I’m a visual artist working in the form of experimental graphics, drawing, and installation, where in the center is a person in interaction with the material world. In my practice, I turn to the phenomenology of individual and collective memory, trauma through autobiographical motives. I form objects that appeal to the root of everyone’s identity, the temporal space that remains outside conscious memory.
Participatory practices occupy a special place in my work. I consider the process of co-creation of memory as a way to reconceptualize the collective self-relationship today. I create a space for the embodiment of a dialogue of details, elements of visual routine: sources of basic symbols that accompany a person throughout life and become key in the process of self-identification. The selected materials enhance the personal tactile contact with the work. They are carriers of information, a document that, despite its fragility, can give significance. This approach is capable of renewing the sense of spatial and bodily dimensions in our existence.
That’s how I’m forming a territory for meeting with myself and for synchronizing my experience with the outside world. Every step in my practice is about actualization, and therefore every time about a new approach to remembering the experience that shaped me.
Paper, as a carrier of information, is a document that, despite its fragility, can give significance. It is on paper that we certify our birth, baptism, and death.
Paper is capable of providing a spatial dimension to memory. It manifests the materiality of the immaterial in such an intense calmness. This material is burdened with sacred meanings and is capable of renewing the sense of spatial and bodily dimensions in our existence.
The installations themselves become vulnerable boundaries between the planes of the sacred and the mundane. I am investigating how a common denominator is formed in our collective memory to uniquely distinguish between these planes.
Individual objects and their aggregates are presented in installations as forms of home iconostasis. The iconostasis itself exists on the tangent of worlds. The barrier that separates us from the saint becomes an independent object of adoration. Home iconostasis in today’s everyday life is a spontaneous phenomenon that arose due to the obsessive desire of people to protect themselves and their home by creating a small sanctuary in it.
The project was developed during the first stage of the war launched by russia in Ukraine, until 2022. This is the time when the permanent concept of security was lost, and we could not determine the scale of the threat. Today, the places recorded in the project have accumulated new meanings. Simple everyday things and access to their home that Ukrainians lose every day.
Material objects evidencing the aesthetic and mental whimsicality of an era define a person and a reality that no longer exist. They allow us to explore the acute issue of collective memory. Against the background of such a variable geopolitical map of the world, there was a break in the continuity of our organic cultural evolution. The baggage of the intellectual, cultural and material heritage that was supposed to underpin our self-identification was irreversibly distorted.
As a certain wholeness, this symbiotic space gives people confidence and their place in reality. The generation of personalities was eliminated from our past, and the elements of the value paradigm which today should have been our benchmark were systematically destroyed. Therefore, it is especially difficult for us to protect the things created before us, for us, but not by us, and we continue to lose material and metaphysical …
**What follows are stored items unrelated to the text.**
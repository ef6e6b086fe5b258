//! Hand-written single-pass matcher for the built-in pattern families.
//!
//! Each family is an ordered table of [`Rule`]s, one per alternative of its
//! regex. At every cursor position the rules are tried in table order and the
//! first one that matches wins, exactly like leftmost-first alternation in a
//! backtracking regex engine.
//!
//! A rule never backtracks. Where the regex would (the optional prefix of
//! `[^\r\n\p{L}\p{N}]?\p{L}+`, the `\s*` of `\s*[\r\n]+`, the lookahead of
//! `\s+(?!\S)`) the rule computes the outcome the backtracking engine settles
//! on directly. Every rule scans forward at most over the run it matches, so
//! a full split is linear in the input length.

use std::fmt;
use std::ops::Range;

use super::patterns::PatternFamily;
use super::unicode::{
    fold_contraction_letter, is_letter, is_letter_prefix, is_newline, is_numeral, is_symbol,
    is_whitespace,
};

/// One alternative of a grammar.
///
/// Called with a cursor on a char boundary strictly inside `text`; returns the
/// byte offset where the match ends, or `None` if the alternative does not
/// match at the cursor.
type Rule = fn(&str, usize) -> Option<usize>;

/// `(?i:'s|'t|'re|'ve|'m|'ll|'d)|[^\r\n\p{L}\p{N}]?\p{L}+|\p{N}| ?[^\s\p{L}\p{N}]+[\r\n]*|\s*[\r\n]+|\s+(?!\S)|\s+`
const QWEN2_RULES: &[Rule] = &[
    folded_contraction,
    prefixed_letters,
    single_numeral,
    symbols_then_newlines,
    newline_run,
    trailing_whitespace,
    whitespace_run,
];

/// Same as qwen2 with `\p{N}{1,3}` in place of `\p{N}`.
const LLAMA3_RULES: &[Rule] = &[
    folded_contraction,
    prefixed_letters,
    numeral_triplet,
    symbols_then_newlines,
    newline_run,
    trailing_whitespace,
    whitespace_run,
];

/// `'s|'t|'re|'ve|'m|'ll|'d| ?\p{L}+| ?\p{N}+| ?[^\s\p{L}\p{N}]+|\s+(?!\S)|\s+`
const GPT2_RULES: &[Rule] = &[
    exact_contraction,
    spaced_letters,
    spaced_numerals,
    spaced_symbols,
    trailing_whitespace,
    whitespace_run,
];

/// Linear-time splitter for one [`PatternFamily`].
#[derive(Clone, Copy)]
pub struct Scanner {
    family: PatternFamily,
    rules: &'static [Rule],
}

impl Scanner {
    pub fn new(family: PatternFamily) -> Self {
        let rules = match family {
            PatternFamily::Gpt2 => GPT2_RULES,
            PatternFamily::Llama3 => LLAMA3_RULES,
            PatternFamily::Qwen2 => QWEN2_RULES,
        };
        Self { family, rules }
    }

    pub fn family(&self) -> PatternFamily {
        self.family
    }

    /// Iterate over the byte spans of the pretokens of `text`.
    ///
    /// Spans are non-empty, contiguous and cover `text` completely.
    pub fn spans<'t>(&self, text: &'t str) -> Spans<'t> {
        Spans {
            rules: self.rules,
            text,
            pos: 0,
        }
    }
}

impl fmt::Debug for Scanner {
    fn fmt(&self, f: &mut fmt::Formatter<'_>) -> fmt::Result {
        f.debug_struct("Scanner")
            .field("family", &self.family)
            .field("rules", &self.rules.len())
            .finish()
    }
}

/// Iterator returned by [`Scanner::spans`].
#[derive(Clone)]
pub struct Spans<'t> {
    rules: &'static [Rule],
    text: &'t str,
    pos: usize,
}

impl Iterator for Spans<'_> {
    type Item = Range<usize>;

    fn next(&mut self) -> Option<Range<usize>> {
        let start = self.pos;
        let first = self.text[start..].chars().next()?;

        // A rule reporting an empty match is treated as not matching. If no
        // rule applies at all, one code point is emitted so the scan advances.
        let end = self
            .rules
            .iter()
            .find_map(|rule| rule(self.text, start).filter(|&end| end > start))
            .unwrap_or(start + first.len_utf8());

        self.pos = end;
        Some(start..end)
    }
}

impl std::iter::FusedIterator for Spans<'_> {}

// =============================================================================
// Helpers
// =============================================================================

#[inline]
fn char_at(text: &str, pos: usize) -> Option<char> {
    text[pos..].chars().next()
}

/// End of the run of characters satisfying `class` starting at `pos`.
#[inline]
fn skip_while(text: &str, pos: usize, class: fn(char) -> bool) -> usize {
    let rest = &text[pos..];
    pos + rest.find(|c: char| !class(c)).unwrap_or(rest.len())
}

#[inline]
fn non_empty(start: usize, end: usize) -> Option<usize> {
    (end > start).then_some(end)
}

/// ` ?` in front of `class`: consume a space only if `class` matches after it.
#[inline]
fn optional_space(text: &str, pos: usize, class: fn(char) -> bool) -> usize {
    if text[pos..].starts_with(' ') && char_at(text, pos + 1).is_some_and(class) {
        pos + 1
    } else {
        pos
    }
}

// =============================================================================
// Rules
// =============================================================================

fn contraction(text: &str, pos: usize, fold: fn(char) -> char) -> Option<usize> {
    let mut chars = text[pos..].chars();
    if chars.next()? != '\'' {
        return None;
    }
    let first = chars.next()?;
    let end = pos + 1 + first.len_utf8();

    match fold(first) {
        's' | 't' | 'm' | 'd' => Some(end),
        lead @ ('r' | 'v' | 'l') => {
            let second = chars.next()?;
            let expected = if lead == 'l' { 'l' } else { 'e' };
            (fold(second) == expected).then(|| end + second.len_utf8())
        }
        _ => None,
    }
}

/// `(?i:'s|'t|'re|'ve|'m|'ll|'d)`
fn folded_contraction(text: &str, pos: usize) -> Option<usize> {
    contraction(text, pos, fold_contraction_letter)
}

/// `'s|'t|'re|'ve|'m|'ll|'d`
fn exact_contraction(text: &str, pos: usize) -> Option<usize> {
    contraction(text, pos, |c| c)
}

/// `[^\r\n\p{L}\p{N}]?\p{L}+`
///
/// The prefix is only taken when a letter follows it; otherwise the regex
/// backtracks to an empty prefix, which then needs a letter at the cursor.
fn prefixed_letters(text: &str, pos: usize) -> Option<usize> {
    let first = char_at(text, pos)?;
    let start = if is_letter(first) {
        pos
    } else if is_letter_prefix(first) {
        pos + first.len_utf8()
    } else {
        return None;
    };
    non_empty(start, skip_while(text, start, is_letter))
}

/// `\p{N}`
fn single_numeral(text: &str, pos: usize) -> Option<usize> {
    char_at(text, pos)
        .filter(|&c| is_numeral(c))
        .map(|c| pos + c.len_utf8())
}

/// `\p{N}{1,3}`
fn numeral_triplet(text: &str, pos: usize) -> Option<usize> {
    let end = text[pos..]
        .chars()
        .take(3)
        .take_while(|&c| is_numeral(c))
        .fold(pos, |end, c| end + c.len_utf8());
    non_empty(pos, end)
}

/// ` ?[^\s\p{L}\p{N}]+[\r\n]*`
fn symbols_then_newlines(text: &str, pos: usize) -> Option<usize> {
    let start = optional_space(text, pos, is_symbol);
    let end = non_empty(start, skip_while(text, start, is_symbol))?;
    Some(skip_while(text, end, is_newline))
}

/// `\s*[\r\n]+`
///
/// `\s*` first swallows the whole whitespace run and then gives characters
/// back until `[\r\n]+` can match, so the match ends right after the last
/// CR or LF of the run.
fn newline_run(text: &str, pos: usize) -> Option<usize> {
    let mut end = None;
    for (i, c) in text[pos..].char_indices() {
        if !is_whitespace(c) {
            break;
        }
        if is_newline(c) {
            end = Some(pos + i + 1);
        }
    }
    end
}

/// `\s+(?!\S)`
///
/// The whole whitespace run at the end of the input. Anywhere else the run
/// minus its last character, which is left to attach to what follows.
fn trailing_whitespace(text: &str, pos: usize) -> Option<usize> {
    let mut last = None;
    let mut end = pos;
    for (i, c) in text[pos..].char_indices() {
        if !is_whitespace(c) {
            break;
        }
        last = Some(pos + i);
        end = pos + i + c.len_utf8();
    }

    let last = last?;
    if end == text.len() {
        Some(end)
    } else {
        non_empty(pos, last)
    }
}

/// `\s+`
fn whitespace_run(text: &str, pos: usize) -> Option<usize> {
    non_empty(pos, skip_while(text, pos, is_whitespace))
}

fn spaced_run(text: &str, pos: usize, class: fn(char) -> bool) -> Option<usize> {
    let start = optional_space(text, pos, class);
    non_empty(start, skip_while(text, start, class))
}

/// ` ?\p{L}+`
fn spaced_letters(text: &str, pos: usize) -> Option<usize> {
    spaced_run(text, pos, is_letter)
}

/// ` ?\p{N}+`
fn spaced_numerals(text: &str, pos: usize) -> Option<usize> {
    spaced_run(text, pos, is_numeral)
}

/// ` ?[^\s\p{L}\p{N}]+`
fn spaced_symbols(text: &str, pos: usize) -> Option<usize> {
    spaced_run(text, pos, is_symbol)
}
The installation consists of imprints of fragments of lost interiors, destroyed buildings and border posts of states that no longer exist… each paper object is not only a death mask, but also a document that captures a person’s presence in a space. Processes in the modern world reduce us to a multicultural common denominator, deforming and eroding the boundaries of cultural, and, ultimately, national identity. We don’t feel this today is our because we lost our yesterday.
Exhibited in Germany, USA, Ukraine and Taiwan.
UNDER A SINGLE SKIN
Art installation, 2 parts, 120×155 cm and 260×190 cm, blind prints, paper, 2023
The project’s idea revolves around reconnecting with the body as a vessel of our experiences. By acknowledging memories and reality in terms of how they resonate on a physical level and finding them a new embodiment in the appropriate material, we undergo changes in our memory and self-perception.
In Ukraine, and later in Taiwan, I created a series of objects that form an installation. I work with the technique of blind printing on paper, allowing for dimensional imprints of various objects, preserving transient states on its surface. Paper absorbs contamination from the object, such as soot and rust. These layers are heavily associated with the layers of experience we feel basically on our skin right now: the anxiety and a sense of danger.
Paper has always been a carrier of memory and values. We trust it and the information it bears. Paper, literally a document on which we record the most important events like birth and death, is paradoxically physically impermanent.
But this fragility has taught us to love and care even more for everyone and everything around us. Among the surfaces from which imprints are taken are details of buildings that were already restored during the war. In times of such extensive destruction, restorers recreate material heritage for us, preserving so essential symbols to the future.
This art work becomes a painful commentary on the reality we face in Ukraine, but also a testament to the formation of a new way of collective memory. Being able to name one’s experience allows society to realize itself as under a single skin.
To create objects depicting human hands, I used paper that previously bore the imprints of surfaces from buildings at Treasure Hill Artist Village in Taipei and buildings from my home, Ukraine. This is a bridge, the gesture which reflects our desire to safeguard what is precious.